Methods: Using the French National Hospital Discharge Database from 2008 to 2013, all patients aged 15 years or older and diagnosed with IBD were identified and followed up until 31 December 2013. Occurrence of acute arterial events, cardiovascular risk factors (hypertension, hyperlipidemia, diabetes, obesity, smoking behavior, and alcohol use disorder), surgical procedures, and hospitalizations related to IBD were assessed. Acute arterial events included ischemic heart disease, cerebrovascular disease and peripheral artery disease excluding acute mesenteric ischemia. Incidence of first acute arterial event in patients with IBD and expected incidence for each region-, sex-, and 5-year age-specific stratum based on observed incidence in the French general population were calculated. The impact of severe disease activity marker (recent hospitalization for uncontrolled IBD) was assessed among IBD patients by survival analysis adjusted for cardiovascular risk factors.

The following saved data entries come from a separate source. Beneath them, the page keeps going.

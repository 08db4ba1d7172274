use uuid::Uuid;

use foodgram_domain::pagination::PageRequest;
use foodgram_recipes::domain::types::{IngredientAmount, NewRecipe, RecipeFilter, RecipePatch};
use foodgram_recipes::error::RecipesServiceError;
use foodgram_recipes::usecase::recipe::{
    CreateRecipeUseCase, DeleteRecipeUseCase, GetRecipeUseCase, ListRecipesInput,
    ListRecipesUseCase, UpdateRecipeUseCase,
};

use crate::helpers::{
    MockIngredientRepo, MockRecipeRepo, MockTagRepo, ingredient, tag, test_recipe,
};

fn catalog() -> MockIngredientRepo {
    MockIngredientRepo::new(vec![
        ingredient(1, "Flour", "g"),
        ingredient(2, "Egg", "pcs"),
    ])
}

fn tags() -> MockTagRepo {
    MockTagRepo::new(vec![tag(1, "breakfast"), tag(2, "dinner")])
}

fn new_recipe(author_id: Uuid) -> NewRecipe {
    NewRecipe {
        author_id,
        name: "Pancakes".to_owned(),
        image: "recipes/images/pancakes.png".to_owned(),
        text: "Whisk, rest, fry.".to_owned(),
        cooking_time: 25,
        ingredients: vec![
            IngredientAmount {
                ingredient_id: 1,
                amount: 200,
            },
            IngredientAmount {
                ingredient_id: 2,
                amount: 2,
            },
        ],
        tag_ids: vec![1],
    }
}

// ── CreateRecipeUseCase ──────────────────────────────────────────────────────

#[tokio::test]
async fn should_create_recipe_and_return_view() {
    let author_id = Uuid::now_v7();
    let uc = CreateRecipeUseCase {
        recipes: MockRecipeRepo::default(),
        ingredients: catalog(),
        tags: tags(),
    };

    let view = uc.execute(new_recipe(author_id)).await.unwrap();
    assert_eq!(view.name, "Pancakes");
    assert_eq!(view.author.id, author_id);
    assert_eq!(uc.recipes.created.lock().unwrap().len(), 1);
}

#[tokio::test]
async fn should_reject_zero_cooking_time_before_writing() {
    let mut input = new_recipe(Uuid::now_v7());
    input.cooking_time = 0;
    let uc = CreateRecipeUseCase {
        recipes: MockRecipeRepo::default(),
        ingredients: catalog(),
        tags: tags(),
    };

    let result = uc.execute(input).await;
    assert!(matches!(result, Err(RecipesServiceError::InvalidCookingTime)));
    assert!(uc.recipes.created.lock().unwrap().is_empty());
}

#[tokio::test]
async fn should_reject_unknown_ingredient() {
    let mut input = new_recipe(Uuid::now_v7());
    input.ingredients.push(IngredientAmount {
        ingredient_id: 99,
        amount: 1,
    });
    let uc = CreateRecipeUseCase {
        recipes: MockRecipeRepo::default(),
        ingredients: catalog(),
        tags: tags(),
    };

    let result = uc.execute(input).await;
    assert!(matches!(result, Err(RecipesServiceError::IngredientNotFound)));
}

#[tokio::test]
async fn should_reject_unknown_tag() {
    let mut input = new_recipe(Uuid::now_v7());
    input.tag_ids = vec![1, 7];
    let uc = CreateRecipeUseCase {
        recipes: MockRecipeRepo::default(),
        ingredients: catalog(),
        tags: tags(),
    };

    let result = uc.execute(input).await;
    assert!(matches!(result, Err(RecipesServiceError::TagNotFound)));
}

#[tokio::test]
async fn should_reject_duplicate_ingredient_ids() {
    let mut input = new_recipe(Uuid::now_v7());
    input.ingredients[1].ingredient_id = 1;
    let uc = CreateRecipeUseCase {
        recipes: MockRecipeRepo::default(),
        ingredients: catalog(),
        tags: tags(),
    };

    let result = uc.execute(input).await;
    assert!(matches!(
        result,
        Err(RecipesServiceError::DuplicateIngredient)
    ));
}

// ── GetRecipeUseCase / ListRecipesUseCase ────────────────────────────────────

#[tokio::test]
async fn should_return_recipe_not_found_for_missing_id() {
    let uc = GetRecipeUseCase {
        recipes: MockRecipeRepo::default(),
    };
    let result = uc.execute(None, 5).await;
    assert!(matches!(result, Err(RecipesServiceError::RecipeNotFound)));
}

#[tokio::test]
async fn should_return_empty_page_for_anonymous_favorites_filter() {
    let uc = ListRecipesUseCase {
        recipes: MockRecipeRepo::new(vec![test_recipe(1, Uuid::now_v7())]),
    };
    let input = ListRecipesInput {
        is_favorited: Some(true),
        ..Default::default()
    };

    let views = uc.execute(None, input, PageRequest::default()).await.unwrap();
    assert!(views.is_empty());
    assert!(uc.recipes.last_filter.lock().unwrap().is_none());
}

#[tokio::test]
async fn should_resolve_cart_filter_against_viewer() {
    let viewer = Uuid::now_v7();
    let uc = ListRecipesUseCase {
        recipes: MockRecipeRepo::default(),
    };
    let input = ListRecipesInput {
        tag_slugs: vec!["breakfast".to_owned()],
        is_in_shopping_cart: Some(true),
        is_favorited: Some(false),
        ..Default::default()
    };

    uc.execute(Some(viewer), input, PageRequest::default())
        .await
        .unwrap();
    let filter = uc.recipes.last_filter.lock().unwrap().clone().unwrap();
    assert_eq!(
        filter,
        RecipeFilter {
            author_id: None,
            tag_slugs: vec!["breakfast".to_owned()],
            favorited_by: None,
            in_cart_of: Some(viewer),
        }
    );
}

// ── UpdateRecipeUseCase ──────────────────────────────────────────────────────

#[tokio::test]
async fn should_forbid_update_by_non_author() {
    let author_id = Uuid::now_v7();
    let uc = UpdateRecipeUseCase {
        recipes: MockRecipeRepo::new(vec![test_recipe(1, author_id)]),
        ingredients: catalog(),
        tags: tags(),
    };
    let patch = RecipePatch {
        name: Some("Stolen".to_owned()),
        ..Default::default()
    };

    let result = uc.execute(Uuid::now_v7(), false, 1, patch).await;
    assert!(matches!(result, Err(RecipesServiceError::Forbidden)));
    assert!(uc.recipes.updated.lock().unwrap().is_empty());
}

#[tokio::test]
async fn should_allow_admin_to_update_any_recipe() {
    let uc = UpdateRecipeUseCase {
        recipes: MockRecipeRepo::new(vec![test_recipe(1, Uuid::now_v7())]),
        ingredients: catalog(),
        tags: tags(),
    };
    let patch = RecipePatch {
        cooking_time: Some(40),
        ..Default::default()
    };

    let view = uc.execute(Uuid::now_v7(), true, 1, patch).await.unwrap();
    assert_eq!(view.cooking_time, 40);
}

#[tokio::test]
async fn should_reject_empty_patch() {
    let author_id = Uuid::now_v7();
    let uc = UpdateRecipeUseCase {
        recipes: MockRecipeRepo::new(vec![test_recipe(1, author_id)]),
        ingredients: catalog(),
        tags: tags(),
    };

    let result = uc
        .execute(author_id, false, 1, RecipePatch::default())
        .await;
    assert!(matches!(result, Err(RecipesServiceError::MissingData)));
}

#[tokio::test]
async fn should_validate_replacement_ingredients_on_update() {
    let author_id = Uuid::now_v7();
    let uc = UpdateRecipeUseCase {
        recipes: MockRecipeRepo::new(vec![test_recipe(1, author_id)]),
        ingredients: catalog(),
        tags: tags(),
    };
    let patch = RecipePatch {
        ingredients: Some(vec![IngredientAmount {
            ingredient_id: 1,
            amount: 0,
        }]),
        ..Default::default()
    };

    let result = uc.execute(author_id, false, 1, patch).await;
    assert!(matches!(result, Err(RecipesServiceError::InvalidAmount)));
}

// ── DeleteRecipeUseCase ──────────────────────────────────────────────────────

#[tokio::test]
async fn should_delete_own_recipe_and_forbid_others() {
    let author_id = Uuid::now_v7();
    let uc = DeleteRecipeUseCase {
        recipes: MockRecipeRepo::new(vec![test_recipe(1, author_id)]),
    };

    let forbidden = uc.execute(Uuid::now_v7(), false, 1).await;
    assert!(matches!(forbidden, Err(RecipesServiceError::Forbidden)));

    assert!(uc.execute(author_id, false, 1).await.is_ok());
    let missing = uc.execute(author_id, false, 1).await;
    assert!(matches!(missing, Err(RecipesServiceError::RecipeNotFound)));
}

Results: A total of 210,162 individuals with IBD (Crohn's disease [CD], n=97,708; ulcerative colitis [UC], n=112,454) were included. During 595,202 person-years of follow-up, 5554 IBD patients were diagnosed with incident acute arterial events, including 3177 ischemic heart diseases (57.2%), 1715 cerebrovascular diseases (30.9%) and 662 peripheral artery diseases (11.9%). Patients with CD (Standardized incidence ratio (SIR), 1.35; 95% CI, 1.30–1.41) and UC (SIR, 1.10; 95% CI, 1.06–1.13) had an increased risk of acute arterial events overall (Table). Higher values were observed in patients aged less than 35 years, both in CD (SIR, 1.42; 95% CI: 1.09–1.75) and UC (SIR, 1.65; 95% CI, 1.20–2.10). During follow-up, 22% and 13% of CD and UC patients were hospitalized for IBD-related symptoms. After adjustment for general cardiovascular risk factors, the 3-month periods before and after IBD-related hospitalization were associated with an increased risk of acute arterial events compared with other periods in patients with CD and UC (Hazard ratio, 1.77; 95% CI, 1.47–2.12 and 1.87; 95% CI, 1.58–2.22).
Conclusions: Patients with IBD are at increased risk of acute arterial events, with the highest risk in young patients. Disease activity may also have an independent impact on the risk and, in addition to smoking status, may partly account for differences in CD and UC.